Assigned task ::
In the records below, how many lines hold the string "each"? Give only the number.

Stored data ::
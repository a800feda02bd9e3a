//! Category operations scoped to the signed in user.

use crate::{
    Error,
    auth::UserId,
    category::{Category, CategoryId, CategoryPayload, CategoryStore},
    validation::validate_category_input,
};

/// List the categories owned by `user_id` in the order they were created.
///
/// # Errors
/// Returns an [Error::Unauthenticated] if there is no user, or an internal
/// error if the store fails.
pub fn list_categories(
    store: &impl CategoryStore,
    user_id: Option<&UserId>,
) -> Result<Vec<Category>, Error> {
    let user_id = user_id.ok_or(Error::Unauthenticated)?;

    store.get_by_user(user_id)
}

/// Create a category owned by `user_id` with the trimmed name from `payload`.
///
/// # Errors
/// Returns an [Error::Unauthenticated] if there is no user, an
/// [Error::InvalidInput] if the name is blank, or an
/// [Error::DuplicateCategoryName] if the user already has a category with that name.
pub fn create_category(
    store: &impl CategoryStore,
    user_id: Option<&UserId>,
    payload: CategoryPayload,
) -> Result<Category, Error> {
    let user_id = user_id.ok_or(Error::Unauthenticated)?;
    let name = validate_category_input(payload)?;

    store.create(user_id, name)
}

/// Delete the category `category_id` owned by `user_id`.
///
/// Transactions filed under the category keep its name.
///
/// # Errors
/// Returns an [Error::Unauthenticated] if there is no user, or an
/// [Error::DeleteMissingCategory] if the user has no category with that ID.
pub fn delete_category(
    store: &impl CategoryStore,
    user_id: Option<&UserId>,
    category_id: CategoryId,
) -> Result<(), Error> {
    let user_id = user_id.ok_or(Error::Unauthenticated)?;

    store.delete(user_id, category_id)?;
    tracing::debug!("Deleted category {category_id} for user {user_id}");

    Ok(())
}
//! Implements a struct that holds the state of the REST server.

use std::sync::{Arc, Mutex};

use axum::extract::FromRef;
use axum_extra::extract::cookie::Key;
use rusqlite::Connection;
use sha2::{Digest, Sha512};
use time::Duration;

use crate::{
    Error, auth::DEFAULT_COOKIE_DURATION, category::SQLiteCategoryStore, db::initialize,
    transaction::SQLiteTransactionStore,
};

/// The state of the REST server.
///
/// The server binary constructs this once and hands it to
/// [build_router](crate::build_router), so every request shares the same
/// database handle.
#[derive(Debug, Clone)]
pub struct AppState {
    /// The key to be used for signing and encrypting private cookies.
    pub cookie_key: Key,

    /// The minimum time a session cookie stays valid after each request.
    pub cookie_duration: Duration,

    /// The database connection
    pub db_connection: Arc<Mutex<Connection>>,
}

impl AppState {
    /// Create a new [AppState] with a SQLite database connection.
    ///
    /// This function will initialize the database by adding the tables for the domain models.
    ///
    /// # Errors
    /// Returns an error if the database cannot be initialized.
    pub fn new(db_connection: Connection, cookie_secret: &str) -> Result<Self, Error> {
        initialize(&db_connection)?;

        Ok(Self {
            cookie_key: create_cookie_key(cookie_secret),
            cookie_duration: DEFAULT_COOKIE_DURATION,
            db_connection: Arc::new(Mutex::new(db_connection)),
        })
    }

    /// A transaction store backed by the shared database connection.
    pub fn transaction_store(&self) -> SQLiteTransactionStore {
        SQLiteTransactionStore::new(self.db_connection.clone())
    }

    /// A category store backed by the shared database connection.
    pub fn category_store(&self) -> SQLiteCategoryStore {
        SQLiteCategoryStore::new(self.db_connection.clone())
    }
}

// this impl tells `PrivateCookieJar` how to access the key from our state
impl FromRef<AppState> for Key {
    fn from_ref(state: &AppState) -> Self {
        state.cookie_key.clone()
    }
}

/// Create a signing key for cookies from a `secret`s string.
pub fn create_cookie_key(secret: &str) -> Key {
    let hash = Sha512::digest(secret);

    Key::from(&hash)
}
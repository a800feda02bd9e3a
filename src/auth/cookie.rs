//! Defines functions for reading and writing the session cookie.

use std::cmp::max;

use axum_extra::extract::{
    PrivateCookieJar,
    cookie::{Cookie, SameSite},
};
use time::{Duration, OffsetDateTime};

use crate::{
    Error,
    auth::{AuthError, Token, UserId},
};

/// The name of the cookie that holds the session token.
pub const COOKIE_SESSION: &str = "session";
/// The default duration a session is extended by after each request.
pub const DEFAULT_COOKIE_DURATION: Duration = Duration::minutes(5);

/// Add a session cookie for `user_id` to the cookie jar, valid for `duration` from now.
///
/// This is the cookie an identity provider issues after it has verified the
/// user. The jar encrypts the cookie with the server's key, so the token
/// cannot be read or forged by the client.
///
/// # Errors
///
/// Returns an [Error::JSONSerializationError] if the token cannot be serialized.
pub fn set_session_cookie(
    jar: PrivateCookieJar,
    user_id: UserId,
    duration: Duration,
) -> Result<PrivateCookieJar, Error> {
    let token = Token {
        user_id,
        expires_at: OffsetDateTime::now_utc() + duration,
    };

    add_token_cookie(jar, &token)
}

fn add_token_cookie(jar: PrivateCookieJar, token: &Token) -> Result<PrivateCookieJar, Error> {
    let token_string = serde_json::to_string(token)
        .map_err(|error| Error::JSONSerializationError(error.to_string()))?;

    Ok(jar.add(
        Cookie::build((COOKIE_SESSION, token_string))
            .path("/")
            .expires(token.expires_at)
            .http_only(true)
            .same_site(SameSite::Strict)
            .secure(true),
    ))
}

/// Get the session token from `jar` if it exists and has not expired.
///
/// # Errors
///
/// Returns:
/// - [AuthError::CookieMissing] if there is no session cookie,
/// - [AuthError::InvalidToken] if the cookie does not contain a valid token,
/// - [AuthError::Expired] if the token has expired.
pub(crate) fn get_token_from_cookies(jar: &PrivateCookieJar) -> Result<Token, AuthError> {
    let cookie = jar.get(COOKIE_SESSION).ok_or(AuthError::CookieMissing)?;
    let token = Token::parse(cookie.value_trimmed())?;

    if token.is_expired(OffsetDateTime::now_utc()) {
        return Err(AuthError::Expired);
    }

    Ok(token)
}

/// Set the expiry of the session in `jar` to the latest of UTC now plus
/// `duration` and the token's current expiry.
///
/// # Errors
///
/// The cookie jar is not modified if an error is returned.
///
/// Returns an [AuthError::DateError] if extending the session by `duration`
/// would overflow the date time, or the token could not be serialized.
pub(crate) fn extend_session_if_needed(
    jar: PrivateCookieJar,
    token: Token,
    duration: Duration,
) -> Result<PrivateCookieJar, AuthError> {
    let new_expiry = OffsetDateTime::now_utc()
        .checked_add(duration)
        .ok_or(AuthError::DateError)?;

    let token = Token {
        expires_at: max(token.expires_at, new_expiry),
        ..token
    };

    add_token_cookie(jar, &token).map_err(|_| AuthError::DateError)
}
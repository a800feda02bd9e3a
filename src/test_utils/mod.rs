#![allow(missing_docs)]

use axum::{
    Router,
    extract::{Path, State},
    middleware,
    routing::post,
};
use axum_extra::extract::{PrivateCookieJar, cookie::Cookie};
use axum_test::TestServer;
use rusqlite::Connection;

use crate::{
    AppState, COOKIE_SESSION, Error, UserId, build_router, logging_middleware, set_session_cookie,
};

/// Stands in for the external identity provider that issues session cookies.
const TEST_LOG_IN_ROUTE: &str = "/test/log_in/{user_id}";

async fn stub_log_in_route(
    State(state): State<AppState>,
    Path(user_id): Path<String>,
    jar: PrivateCookieJar,
) -> Result<PrivateCookieJar, Error> {
    set_session_cookie(jar, UserId::new(&user_id), state.cookie_duration)
}

/// A server for the full app backed by an in-memory database, with the same
/// logging layer as the server binary.
pub(crate) fn get_test_server() -> TestServer {
    let connection = Connection::open_in_memory().expect("Could not open database in memory.");
    let state = AppState::new(connection, "foobar").expect("Could not create app state.");

    let log_in_route = Router::new()
        .route(TEST_LOG_IN_ROUTE, post(stub_log_in_route))
        .with_state(state.clone());
    let app = build_router(state)
        .merge(log_in_route)
        .layer(middleware::from_fn(logging_middleware));

    TestServer::new(app).expect("Could not create test server.")
}

/// Get a session cookie for `user_id` from the stub log in route.
pub(crate) async fn log_in(server: &TestServer, user_id: &str) -> Cookie<'static> {
    let response = server.post(&format!("/test/log_in/{user_id}")).await;
    response.assert_status_ok();

    response.cookie(COOKIE_SESSION)
}
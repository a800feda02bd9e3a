//! The identifier of the user who owns transactions and categories.

use std::fmt::Display;

use serde::{Deserialize, Serialize};

/// A newtype wrapper for the string user IDs issued by the identity provider.
///
/// This helps disambiguate user IDs from other strings, such as category names,
/// which are also used to filter records.
#[derive(Clone, Debug, PartialEq, Eq, Serialize, Deserialize, Hash)]
#[serde(transparent)]
pub struct UserId(String);

impl UserId {
    /// Create a new user ID.
    pub fn new(id: &str) -> Self {
        Self(id.to_owned())
    }

    /// The user ID as a string slice.
    pub fn as_str(&self) -> &str {
        &self.0
    }
}

impl AsRef<str> for UserId {
    fn as_ref(&self) -> &str {
        &self.0
    }
}

impl Display for UserId {
    fn fmt(&self, f: &mut std::fmt::Formatter<'_>) -> std::fmt::Result {
        self.0.fmt(f)
    }
}
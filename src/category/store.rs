//! Defines the category store trait and its SQLite implementation.

use std::sync::{Arc, Mutex, MutexGuard};

use rusqlite::{Connection, Row};
use time::OffsetDateTime;

use crate::{
    Error,
    auth::UserId,
    category::{Category, CategoryId, CategoryName},
    db::CreateTable,
};

/// Creates, retrieves and deletes a user's categories.
///
/// Every operation is scoped to a single user, implementations must never
/// read or modify another user's categories.
pub trait CategoryStore {
    /// Create a new category owned by `user_id`.
    ///
    /// Returns an [Error::DuplicateCategoryName] if the user already has a category called `name`.
    fn create(&self, user_id: &UserId, name: CategoryName) -> Result<Category, Error>;

    /// Get all categories owned by `user_id` in the order they were created.
    fn get_by_user(&self, user_id: &UserId) -> Result<Vec<Category>, Error>;

    /// Delete the category with `category_id` if it is owned by `user_id`.
    ///
    /// Returns an [Error::DeleteMissingCategory] if there is no such category.
    fn delete(&self, user_id: &UserId, category_id: CategoryId) -> Result<(), Error>;
}

/// Creates, retrieves and deletes categories in a SQLite database.
#[derive(Debug, Clone)]
pub struct SQLiteCategoryStore {
    connection: Arc<Mutex<Connection>>,
}

impl SQLiteCategoryStore {
    /// Create a new category store with a SQLite database.
    pub fn new(connection: Arc<Mutex<Connection>>) -> Self {
        Self { connection }
    }

    fn lock(&self) -> Result<MutexGuard<'_, Connection>, Error> {
        self.connection.lock().map_err(|error| {
            tracing::error!("could not acquire database lock: {error}");
            Error::DatabaseLockError
        })
    }
}

impl CategoryStore for SQLiteCategoryStore {
    fn create(&self, user_id: &UserId, name: CategoryName) -> Result<Category, Error> {
        self.lock()?
            .prepare(
                "INSERT INTO category (user_id, name, created_at) VALUES (?1, ?2, ?3)
                 RETURNING id, user_id, name, created_at",
            )?
            .query_row(
                (user_id.as_str(), name.as_ref(), OffsetDateTime::now_utc()),
                map_row,
            )
            .map_err(|error| match error {
                rusqlite::Error::SqliteFailure(
                    rusqlite::ffi::Error {
                        code: _,
                        extended_code: rusqlite::ffi::SQLITE_CONSTRAINT_UNIQUE,
                    },
                    _,
                ) => Error::DuplicateCategoryName(name.to_string()),
                error => error.into(),
            })
    }

    fn get_by_user(&self, user_id: &UserId) -> Result<Vec<Category>, Error> {
        self.lock()?
            .prepare(
                "SELECT id, user_id, name, created_at FROM category
                 WHERE user_id = :user_id
                 ORDER BY id ASC;",
            )?
            .query_map(&[(":user_id", user_id.as_str())], map_row)?
            .map(|maybe_category| maybe_category.map_err(|error| error.into()))
            .collect()
    }

    fn delete(&self, user_id: &UserId, category_id: CategoryId) -> Result<(), Error> {
        let rows_affected = self.lock()?.execute(
            "DELETE FROM category WHERE id = ?1 AND user_id = ?2",
            (category_id, user_id.as_str()),
        )?;

        if rows_affected == 0 {
            return Err(Error::DeleteMissingCategory);
        }

        Ok(())
    }
}

impl CreateTable for SQLiteCategoryStore {
    fn create_table(connection: &Connection) -> Result<(), rusqlite::Error> {
        connection.execute_batch(
            "CREATE TABLE IF NOT EXISTS category (
                id INTEGER PRIMARY KEY AUTOINCREMENT,
                user_id TEXT NOT NULL,
                name TEXT NOT NULL CHECK (name <> ''),
                created_at TEXT NOT NULL,
                UNIQUE(user_id, name)
            );",
        )?;

        Ok(())
    }
}

fn map_row(row: &Row) -> Result<Category, rusqlite::Error> {
    let id = row.get(0)?;
    let raw_user_id: String = row.get(1)?;
    let raw_name: String = row.get(2)?;
    let created_at = row.get(3)?;

    Ok(Category {
        id,
        user_id: UserId::new(&raw_user_id),
        name: CategoryName::new_unchecked(&raw_name),
        created_at,
    })
}

#[cfg(test)]
mod category_store_tests {
    use std::sync::{Arc, Mutex};

    use rusqlite::Connection;

    use crate::{
        Error,
        auth::UserId,
        category::{CategoryName, CategoryStore},
        db::initialize,
    };

    use super::SQLiteCategoryStore;

    fn get_test_store() -> SQLiteCategoryStore {
        let connection = Connection::open_in_memory().unwrap();
        initialize(&connection).unwrap();

        SQLiteCategoryStore::new(Arc::new(Mutex::new(connection)))
    }

    #[test]
    fn create_category_succeeds() {
        let store = get_test_store();
        let user_id = UserId::new("user_1");
        let name = CategoryName::new("Categorically a category").unwrap();

        let category = store.create(&user_id, name.clone()).unwrap();

        assert!(category.id > 0);
        assert_eq!(category.name, name);
        assert_eq!(category.user_id, user_id);
    }

    #[test]
    fn create_fails_on_duplicate_name_for_same_user() {
        let store = get_test_store();
        let user_id = UserId::new("user_1");
        store
            .create(&user_id, CategoryName::new_unchecked("Food"))
            .unwrap();

        let result = store.create(&user_id, CategoryName::new_unchecked("Food"));

        assert_eq!(result, Err(Error::DuplicateCategoryName("Food".to_owned())));
    }

    #[test]
    fn same_name_is_allowed_for_different_users() {
        let store = get_test_store();
        store
            .create(&UserId::new("alice"), CategoryName::new_unchecked("Food"))
            .unwrap();

        let result = store.create(&UserId::new("bob"), CategoryName::new_unchecked("Food"));

        assert!(result.is_ok());
    }

    #[test]
    fn get_by_user_returns_insertion_order() {
        let store = get_test_store();
        let user_id = UserId::new("user_1");
        let inserted = vec![
            store
                .create(&user_id, CategoryName::new_unchecked("Rent"))
                .unwrap(),
            store
                .create(&user_id, CategoryName::new_unchecked("Food"))
                .unwrap(),
            store
                .create(&user_id, CategoryName::new_unchecked("Bills"))
                .unwrap(),
        ];
        store
            .create(&UserId::new("user_2"), CategoryName::new_unchecked("Other"))
            .unwrap();

        let selected = store.get_by_user(&user_id).unwrap();

        assert_eq!(selected, inserted);
    }

    #[test]
    fn delete_category_succeeds() {
        let store = get_test_store();
        let user_id = UserId::new("user_1");
        let category = store
            .create(&user_id, CategoryName::new_unchecked("ToDelete"))
            .unwrap();

        let result = store.delete(&user_id, category.id);

        assert_eq!(result, Ok(()));
        assert_eq!(store.get_by_user(&user_id).unwrap(), vec![]);
    }

    #[test]
    fn delete_category_with_invalid_id_returns_not_found() {
        let store = get_test_store();

        let result = store.delete(&UserId::new("user_1"), 999999);

        assert_eq!(result, Err(Error::DeleteMissingCategory));
    }

    #[test]
    fn delete_category_owned_by_another_user_returns_not_found() {
        let store = get_test_store();
        let owner = UserId::new("alice");
        let category = store
            .create(&owner, CategoryName::new_unchecked("Food"))
            .unwrap();

        let result = store.delete(&UserId::new("mallory"), category.id);

        assert_eq!(result, Err(Error::DeleteMissingCategory));
        assert_eq!(store.get_by_user(&owner).unwrap(), vec![category]);
    }
}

Solution to this task ::
2